Europe Update: Strikes in Spain, UK Austerity, ECB Bond Purchases

by Calculated Risk on 6/08/2010 06:57:00 PM

Form the NY Times: Spain Hit by Strike Over Austerity Measures

Spanish public workers went on strike on Tuesday against a cut in their wages in what could be the first of several union-led protests against the government’s latest austerity measures.
From The Times: Osborne’s four-year austerity programme
George Osborne braced the country for cuts in government spending of up to 20 per cent as he laid the ground for an austerity programme to last the whole parliament.
From Der Spiegel (a week ago): ECB Buying Up Greek Bonds (ht Chris)
Bonds worth about €3 billion are now being purchased on every trading day, with €2 billion of the bonds coming from Athens.
From Bloomberg: Greek Default Seen by Almost 75% in Poll Doubtful About Trichet
Global investors have little confidence in Europe’s efforts to contain its debt crisis or in European Central Bank President Jean-Claude Trichet, with 73 percent calling a default by Greece likely.
From the NY Times: E.U. Finance Ministers Agree on Tighter Oversight
Despite continuing tensions over economic policy, European Union finance ministers agreed Tuesday on far-reaching steps to tighten oversight of national governments’ budgets and crack down on falsification of economic data, in a concerted effort to avert a further loss of confidence in the euro.

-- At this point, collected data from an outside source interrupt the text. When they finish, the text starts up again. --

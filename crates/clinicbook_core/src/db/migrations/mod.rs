//! Ordered SQLite schema migrations.
//!
//! # Invariants
//! - `version` values are strictly increasing.
//! - The highest applied version is mirrored to `PRAGMA user_version`.
//! - Pending migrations run in one transaction.

use crate::db::{DbError, DbResult};
use log::info;
use rusqlite::Connection;

#[derive(Debug, Clone, Copy)]
struct Migration {
    version: u32,
    sql: &'static str,
}

const MIGRATIONS: &[Migration] = &[
    Migration {
        version: 1,
        sql: include_str!("0001_persons.sql"),
    },
    Migration {
        version: 2,
        sql: include_str!("0002_appointments.sql"),
    },
];

/// Latest schema version this binary knows how to create.
pub fn latest_version() -> u32 {
    MIGRATIONS.last().map_or(0, |migration| migration.version)
}

/// Brings `conn` up to `latest_version()`.
///
/// # Errors
/// - `UnsupportedSchemaVersion` when the database is newer than this binary.
pub fn apply_migrations(conn: &mut Connection) -> DbResult<()> {
    let from_version = user_version(conn)?;
    let latest = latest_version();
    if from_version > latest {
        return Err(DbError::UnsupportedSchemaVersion {
            db_version: from_version,
            latest_supported: latest,
        });
    }

    let pending = MIGRATIONS
        .iter()
        .filter(|migration| migration.version > from_version);
    let tx = conn.transaction()?;
    let mut applied = 0_usize;
    for migration in pending {
        tx.execute_batch(migration.sql)?;
        tx.pragma_update(None, "user_version", migration.version)?;
        applied += 1;
    }
    tx.commit()?;

    if applied > 0 {
        info!(
            "event=db_migrate module=db status=ok from_version={} to_version={} applied={}",
            from_version, latest, applied
        );
    }
    Ok(())
}

fn user_version(conn: &Connection) -> DbResult<u32> {
    Ok(conn.query_row("PRAGMA user_version;", [], |row| row.get::<_, u32>(0))?)
}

Market Update, and the $24 Billion Medicaid Aid to States Debate

by Calculated Risk on 6/08/2010 04:01:00 PM

The euro is up slightly to 1.1944 dollars. The TED spread increased to 43.24 (a measure of credit stress). This TED spread has been increasing slowly ...

Stock Market CrashesClick on graph for larger image in new window.

And a market graph from Doug Short of dshort.com (financial planner).

This graph shows the ups and downs of the market since the high in 2007.

And on the issue of state budget cuts, from the NY Times yesterday: Medicaid Cut Places States in Budget Bind

The Medicaid provision ... was considered such a sure bet by many governors and legislative leaders that they prematurely included the money in their budgeting. ... at least 30 states will have to close larger-than-anticipated shortfalls in the coming fiscal year unless Congress passes a six-month extension of increased federal spending on Medicaid.
...
In California, Gov. Arnold Schwarzenegger’s proposed budget assumed $1.5 billion in increased federal aid for Medicaid. ... In New York, which started its fiscal year on April 1 without a financial plan, Gov. David A. Paterson’s proposed budget included $1.1 billion in unsecured federal financing.
...
“I’m very concerned about the level of federal spending and what it would mean for the long term,” said Gov. Jim Douglas of Vermont, a Republican and chairman of the National Governors Association. “But for the short term, states need this bridge to sustain the safety net of human services programs and education.”

Has the 2nd half slowdown started?

by Calculated Risk on 6/08/2010 01:21:00 PM

I've been forecasting a 2nd half slowdown in GDP growth based on:
1) less Federal stimulus spending in the 2nd half of 2010,
2) the end of the inventory correction,
3) more household saving leading to slower growth in personal consumption expenditures,
4) another downturn in housing (lower prices, less residential investment),
5) slowdown in China and Europe and
6) cutbacks at the state and local level.

Some recent reports - like the disappointing employment report for May, reports of pending home sales collapsing in May (after the expiration of the tax credit), soft retail sales in April, a soft month for rail traffic in May - might suggest the slowdown has already started.

However other recent reports - like the ISM manufacturing and service surveys, Industrial Production and Capacity Utilization in April and U.S. auto sales - suggest decent expansion in Q2.

My guess is GDP growth in Q2 will be close to 3% - sluggish for a recovery, but about the same as Q1. So I don't think the 2nd half slowdown has started yet.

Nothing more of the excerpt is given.